Another powerful technique is Tool Usage, also known as function calling. Language models can be instructed to generate specific API calls or code that can interact with external systems (e.g., a weather API, a calculator, or a search engine). This allows the model to access real-time information or perform computations that it cannot do intrinsically.

The Rise of Agentic Language Models: Reasoning and Action

Agentic language models represent a significant leap forward. Unlike simple LMs that just take text in and spit text out, agentic LMs can:

Interact with the Environment: They can generate tool usage or retrieval requests and then receive observations from the environment (anything outside the LM) to inform subsequent actions.
Reason and Act (ReAct): This core concept enables models to reason through a problem (e.g., using chain-of-thought) and then take an action (e.g., making an API call, searching the web, generating code).
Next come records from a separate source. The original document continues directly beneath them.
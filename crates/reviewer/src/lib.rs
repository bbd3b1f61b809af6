//! Terraform pull request review service.
//!
//! This crate provides:
//! - Webhook signature verification and payload parsing
//! - File-backed review preference storage
//! - GitHub REST client for PR files, file contents, and comments
//! - TFLint subprocess runner
//! - Ollama-backed summarizer
//! - The review pipeline orchestrating the above
//! - HTTP server exposing the inbound webhook endpoint (standalone service)

#![warn(clippy::pedantic)]
#![allow(clippy::module_name_repetitions)]
#![allow(clippy::missing_errors_doc)] // Many async API methods can fail

pub mod config;
pub mod github;
pub mod lint;
pub mod llm;
pub mod preferences;
pub mod review;
pub mod server;
pub mod webhooks;

pub use config::Config;
pub use github::{ChangedFile, GitHubClient, GitHubError};
pub use lint::{LintError, LintRunner};
pub use llm::OllamaClient;
pub use preferences::{PreferenceRecord, PreferenceStore};
pub use review::{ReviewOutcome, ReviewPipeline, SkipReason};
pub use webhooks::{verify_webhook_signature, PullRequestEvent, ReviewRequest};
//! Configuration for the review service.

use std::env;

/// Review service configuration, loaded from the environment.
#[derive(Clone)]
pub struct Config {
    /// HTTP server port.
    pub port: u16,
    /// GitHub App identity.
    pub app_id: Option<String>,
    /// Webhook signing secret for signature verification.
    pub webhook_secret: Option<String>,
    /// Path to the GitHub App private key. Part of the configuration
    /// surface; the review pipeline itself authenticates with the token.
    pub private_key_path: Option<String>,
    /// GitHub token with read + comment scope.
    pub github_token: Option<String>,
    /// GitHub API base URL (overridable for tests).
    pub github_api_url: String,
    /// Path to the preferences file.
    pub prefs_path: String,
    /// Ollama completion endpoint.
    pub ollama_url: String,
    /// Model name sent with completion requests.
    pub ollama_model: String,
    /// Linter executable name or path.
    pub tflint_bin: String,
    /// Upper bound on linter runtime, in seconds.
    pub lint_timeout_secs: u64,
    /// Upper bound on the model call, in seconds.
    pub llm_timeout_secs: u64,
}

impl Default for Config {
    fn default() -> Self {
        Self {
            port: env::var("PORT")
                .ok()
                .and_then(|s| s.parse().ok())
                .unwrap_or(8080),
            app_id: env::var("APP_ID").ok().filter(|s| !s.is_empty()),
            webhook_secret: env::var("WEBHOOK_SECRET")
                .ok()
                .filter(|s| !s.is_empty()),
            private_key_path: env::var("PRIVATE_KEY_PATH")
                .ok()
                .filter(|s| !s.is_empty()),
            github_token: env::var("GITHUB_TOKEN").ok().filter(|s| !s.is_empty()),
            github_api_url: env::var("GITHUB_API_URL")
                .unwrap_or_else(|_| "https://api.github.com".to_string()),
            prefs_path: env::var("PREFS_PATH")
                .unwrap_or_else(|_| "user-preferences.json".to_string()),
            ollama_url: env::var("OLLAMA_URL")
                .unwrap_or_else(|_| "http://localhost:11434/api/generate".to_string()),
            ollama_model: env::var("OLLAMA_MODEL").unwrap_or_else(|_| "llama2".to_string()),
            tflint_bin: env::var("TFLINT_BIN").unwrap_or_else(|_| "tflint".to_string()),
            lint_timeout_secs: env::var("LINT_TIMEOUT_SECS")
                .ok()
                .and_then(|s| s.parse().ok())
                .unwrap_or(60),
            llm_timeout_secs: env::var("LLM_TIMEOUT_SECS")
                .ok()
                .and_then(|s| s.parse().ok())
                .unwrap_or(120),
        }
    }
}
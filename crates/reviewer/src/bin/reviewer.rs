//! Review service binary.
//!
//! Standalone HTTP service for Terraform PR review webhooks.

use anyhow::{Context, Result};
use std::net::SocketAddr;
use std::sync::Arc;
use std::time::Duration;
use tokio::net::TcpListener;
use tracing::{info, warn};
use tracing_subscriber::{fmt, prelude::*, EnvFilter};

use reviewer::{
    config::Config, server, GitHubClient, LintRunner, OllamaClient, PreferenceStore,
    ReviewPipeline,
};

#[tokio::main]
async fn main() -> Result<()> {
    // Initialize tracing
    tracing_subscriber::registry()
        .with(fmt::layer())
        .with(EnvFilter::from_default_env().add_directive("reviewer=info".parse()?))
        .init();

    info!("Starting review service...");

    // Load configuration
    let config = Config::default();

    if config.webhook_secret.is_none() {
        warn!("WEBHOOK_SECRET is not set; all webhook deliveries will be rejected");
    }
    if config.github_token.is_none() {
        warn!("No GITHUB_TOKEN configured; GitHub API calls will be unauthenticated");
    }

    let store = PreferenceStore::new(&config.prefs_path);

    let github = GitHubClient::with_base_url(config.github_token.clone(), &config.github_api_url)
        .context("Failed to create GitHub client")?;

    let linter = LintRunner::new(
        &config.tflint_bin,
        Duration::from_secs(config.lint_timeout_secs),
    );

    let summarizer = OllamaClient::new(
        &config.ollama_url,
        &config.ollama_model,
        Duration::from_secs(config.llm_timeout_secs),
    )
    .context("Failed to create model client")?;

    let pipeline = ReviewPipeline::new(
        store.clone(),
        Arc::new(github),
        Arc::new(linter),
        Arc::new(summarizer),
    );

    // Build application state
    let state = server::AppState {
        config: config.clone(),
        store,
        pipeline: Arc::new(pipeline),
    };

    // Build router
    let app = server::build_router(state);

    // Bind and serve
    let addr = SocketAddr::from(([0, 0, 0, 0], config.port));
    let listener = TcpListener::bind(addr)
        .await
        .context("Failed to bind to address")?;

    info!(port = config.port, "Review service listening");

    axum::serve(listener, app).await.context("Server error")?;

    Ok(())
}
By combining reasoning and action, agentic models can tackle far more complex tasks. For example, a customer support AI agent could break down a refund request into sub-tasks: checking refund policy (via retrieval), checking customer and product information (via API calls or direct questions), and then deciding on the appropriate action. This iterative process, where the language model reviews information, makes external tool calls, and stores observations in a “memory” (like conversational history), allows for sophisticated problem-solving.

Agentic Design Patterns: Building Intelligent Systems

Several design patterns are crucial for building effective agentic AI systems:

Planning: Asking the model to break down a complex task into simpler sub-tasks and make a plan of action is fundamental.
Reflection: The model can generate an output, then critically review and critique its own output (or feedback from a “junior engineer” persona) to improve the next iteration. This iterative self-correction leads to better results, especially in tasks like code refactoring.
Tool Usage: As discussed, this enables interaction with external systems for real-time data or computations.
Multi-Agent Collaboration: For highly complex tasks, you can split the work among different specialized agents (e.g., a climate control agent and a lighting control agent in a smart home system). Each agent can have a distinct persona and prompt, potentially using different models best suited for its task, all coordinated by a central scaffolding.

The Future is Agentic

Agentic language models are not just an incremental improvement; they are pushing the boundaries of what AI can achieve. They enable the completion of tasks that would be impossible with simple LM interactions, even with the same underlying model. Real-world applications are emerging in areas like:

Software Development: Code generation, bug fixing, and automated testing.
Research and Analysis: Gathering, synthesizing, and summarizing information.
Task Automation: Automating complex workflows.

The move towards agentic AI means that the language model acts as the “smart intern” or the “reasoning core,” leveraging external tools and iterative processes to accomplish complex goals. As these methods continue to evolve, the possibilities for AI-powered solutions will only expand.